Exercise goal
Where in the data below does the word "RepositoryError" appear? Copy every line that has it.

(Stored records)

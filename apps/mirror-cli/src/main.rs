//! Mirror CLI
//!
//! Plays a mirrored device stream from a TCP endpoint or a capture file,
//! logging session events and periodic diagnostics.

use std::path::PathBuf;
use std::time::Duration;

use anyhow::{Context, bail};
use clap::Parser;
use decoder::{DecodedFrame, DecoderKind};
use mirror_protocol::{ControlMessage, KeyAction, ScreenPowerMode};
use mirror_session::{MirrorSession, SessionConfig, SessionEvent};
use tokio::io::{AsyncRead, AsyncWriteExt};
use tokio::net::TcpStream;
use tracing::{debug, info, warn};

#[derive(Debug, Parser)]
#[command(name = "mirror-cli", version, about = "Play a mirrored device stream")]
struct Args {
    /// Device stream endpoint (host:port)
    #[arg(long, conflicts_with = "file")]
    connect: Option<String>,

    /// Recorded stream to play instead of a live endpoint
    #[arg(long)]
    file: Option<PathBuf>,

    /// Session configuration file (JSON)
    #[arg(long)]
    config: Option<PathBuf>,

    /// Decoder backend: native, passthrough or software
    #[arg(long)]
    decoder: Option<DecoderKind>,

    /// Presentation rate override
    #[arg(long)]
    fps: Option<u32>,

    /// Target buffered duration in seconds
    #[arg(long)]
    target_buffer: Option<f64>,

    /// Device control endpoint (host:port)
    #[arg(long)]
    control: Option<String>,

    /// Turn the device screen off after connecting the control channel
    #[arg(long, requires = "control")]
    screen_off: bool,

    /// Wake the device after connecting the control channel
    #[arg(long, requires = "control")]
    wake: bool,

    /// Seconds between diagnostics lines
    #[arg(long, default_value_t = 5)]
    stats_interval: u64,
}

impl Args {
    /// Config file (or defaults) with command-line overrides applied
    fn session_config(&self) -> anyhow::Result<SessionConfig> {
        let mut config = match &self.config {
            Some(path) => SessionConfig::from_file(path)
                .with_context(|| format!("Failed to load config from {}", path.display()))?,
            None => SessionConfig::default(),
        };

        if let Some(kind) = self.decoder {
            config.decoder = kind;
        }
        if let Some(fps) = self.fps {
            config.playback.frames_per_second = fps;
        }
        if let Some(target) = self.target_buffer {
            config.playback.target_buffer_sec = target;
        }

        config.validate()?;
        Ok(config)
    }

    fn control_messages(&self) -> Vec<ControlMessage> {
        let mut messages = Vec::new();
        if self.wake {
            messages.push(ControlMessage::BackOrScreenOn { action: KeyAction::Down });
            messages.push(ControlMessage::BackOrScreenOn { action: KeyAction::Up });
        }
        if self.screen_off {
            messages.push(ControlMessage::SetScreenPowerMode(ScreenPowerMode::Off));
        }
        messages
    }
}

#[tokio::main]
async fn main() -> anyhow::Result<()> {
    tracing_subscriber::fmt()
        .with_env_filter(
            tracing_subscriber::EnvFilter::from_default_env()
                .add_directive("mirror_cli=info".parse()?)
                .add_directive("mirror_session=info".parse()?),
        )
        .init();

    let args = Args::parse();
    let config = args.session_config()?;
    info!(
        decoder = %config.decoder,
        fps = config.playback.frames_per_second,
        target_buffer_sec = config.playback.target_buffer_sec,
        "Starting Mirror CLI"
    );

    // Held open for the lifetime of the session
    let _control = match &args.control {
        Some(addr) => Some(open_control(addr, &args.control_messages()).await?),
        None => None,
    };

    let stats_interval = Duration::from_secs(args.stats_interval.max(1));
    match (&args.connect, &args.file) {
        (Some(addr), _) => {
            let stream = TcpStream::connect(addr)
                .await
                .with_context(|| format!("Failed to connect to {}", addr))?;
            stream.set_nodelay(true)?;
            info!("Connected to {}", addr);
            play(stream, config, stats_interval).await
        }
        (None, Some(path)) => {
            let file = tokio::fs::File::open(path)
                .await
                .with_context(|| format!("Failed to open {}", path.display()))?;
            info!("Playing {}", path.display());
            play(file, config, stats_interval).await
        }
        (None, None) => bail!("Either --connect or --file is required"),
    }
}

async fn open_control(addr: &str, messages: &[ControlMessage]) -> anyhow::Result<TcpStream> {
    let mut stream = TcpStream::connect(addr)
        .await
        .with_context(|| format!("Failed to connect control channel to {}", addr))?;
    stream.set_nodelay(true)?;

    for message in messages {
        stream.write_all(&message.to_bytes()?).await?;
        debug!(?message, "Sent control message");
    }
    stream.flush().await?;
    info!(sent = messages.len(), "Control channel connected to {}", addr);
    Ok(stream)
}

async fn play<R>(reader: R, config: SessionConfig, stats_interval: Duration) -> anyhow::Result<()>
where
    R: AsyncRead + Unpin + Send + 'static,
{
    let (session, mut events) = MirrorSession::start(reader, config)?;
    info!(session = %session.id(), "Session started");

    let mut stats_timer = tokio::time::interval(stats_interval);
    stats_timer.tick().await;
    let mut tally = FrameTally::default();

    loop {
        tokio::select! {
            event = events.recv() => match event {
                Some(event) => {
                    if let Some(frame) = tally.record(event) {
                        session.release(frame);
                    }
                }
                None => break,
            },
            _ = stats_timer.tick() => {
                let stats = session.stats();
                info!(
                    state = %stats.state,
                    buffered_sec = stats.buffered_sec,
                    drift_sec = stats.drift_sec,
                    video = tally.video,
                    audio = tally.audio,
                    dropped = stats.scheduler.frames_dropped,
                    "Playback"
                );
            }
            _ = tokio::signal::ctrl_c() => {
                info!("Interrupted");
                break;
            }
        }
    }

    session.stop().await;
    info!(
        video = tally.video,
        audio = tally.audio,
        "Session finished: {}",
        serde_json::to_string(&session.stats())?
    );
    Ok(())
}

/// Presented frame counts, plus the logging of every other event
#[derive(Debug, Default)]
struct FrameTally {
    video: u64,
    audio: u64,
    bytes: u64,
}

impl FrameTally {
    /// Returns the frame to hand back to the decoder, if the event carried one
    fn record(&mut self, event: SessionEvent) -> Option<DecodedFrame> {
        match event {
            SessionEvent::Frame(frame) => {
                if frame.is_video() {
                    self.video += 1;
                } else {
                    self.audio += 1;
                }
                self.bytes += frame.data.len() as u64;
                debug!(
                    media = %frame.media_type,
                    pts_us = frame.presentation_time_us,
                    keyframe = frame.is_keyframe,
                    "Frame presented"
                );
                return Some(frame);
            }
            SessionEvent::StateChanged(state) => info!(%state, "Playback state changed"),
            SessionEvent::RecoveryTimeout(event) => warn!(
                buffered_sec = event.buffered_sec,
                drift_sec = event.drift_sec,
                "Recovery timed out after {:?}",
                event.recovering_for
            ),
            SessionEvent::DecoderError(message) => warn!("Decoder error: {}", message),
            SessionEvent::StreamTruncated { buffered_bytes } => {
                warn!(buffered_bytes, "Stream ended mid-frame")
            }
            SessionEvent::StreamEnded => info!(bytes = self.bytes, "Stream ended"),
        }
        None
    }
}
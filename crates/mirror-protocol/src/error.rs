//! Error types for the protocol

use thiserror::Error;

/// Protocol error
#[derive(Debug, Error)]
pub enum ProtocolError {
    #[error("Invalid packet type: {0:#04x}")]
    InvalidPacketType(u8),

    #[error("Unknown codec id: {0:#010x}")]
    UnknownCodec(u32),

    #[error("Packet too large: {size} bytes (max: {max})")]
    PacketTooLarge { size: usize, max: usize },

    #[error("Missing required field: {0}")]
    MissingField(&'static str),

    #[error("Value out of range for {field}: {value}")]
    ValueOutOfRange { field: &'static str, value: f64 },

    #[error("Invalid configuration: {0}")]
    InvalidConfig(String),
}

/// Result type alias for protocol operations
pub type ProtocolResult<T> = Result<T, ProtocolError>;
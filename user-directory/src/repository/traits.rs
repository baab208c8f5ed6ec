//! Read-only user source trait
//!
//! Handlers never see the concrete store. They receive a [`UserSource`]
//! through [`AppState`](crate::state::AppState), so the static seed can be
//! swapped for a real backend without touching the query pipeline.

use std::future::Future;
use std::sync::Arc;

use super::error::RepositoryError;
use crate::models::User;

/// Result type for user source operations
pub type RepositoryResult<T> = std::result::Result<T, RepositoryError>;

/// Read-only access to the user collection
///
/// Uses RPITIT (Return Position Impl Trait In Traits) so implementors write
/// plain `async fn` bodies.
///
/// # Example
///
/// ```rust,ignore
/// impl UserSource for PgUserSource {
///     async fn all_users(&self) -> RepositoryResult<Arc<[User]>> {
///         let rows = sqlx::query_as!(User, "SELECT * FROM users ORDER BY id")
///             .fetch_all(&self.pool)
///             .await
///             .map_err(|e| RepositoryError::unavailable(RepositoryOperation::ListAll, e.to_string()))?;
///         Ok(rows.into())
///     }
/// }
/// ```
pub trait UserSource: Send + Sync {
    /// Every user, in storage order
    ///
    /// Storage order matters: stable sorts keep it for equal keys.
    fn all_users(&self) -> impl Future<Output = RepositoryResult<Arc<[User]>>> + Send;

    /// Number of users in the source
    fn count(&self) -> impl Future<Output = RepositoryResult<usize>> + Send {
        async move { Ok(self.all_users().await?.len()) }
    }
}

Task result
use super::error::RepositoryError;
pub type RepositoryResult<T> = std::result::Result<T, RepositoryError>;
///             .map_err(|e| RepositoryError::unavailable(RepositoryOperation::ListAll, e.to_string()))?;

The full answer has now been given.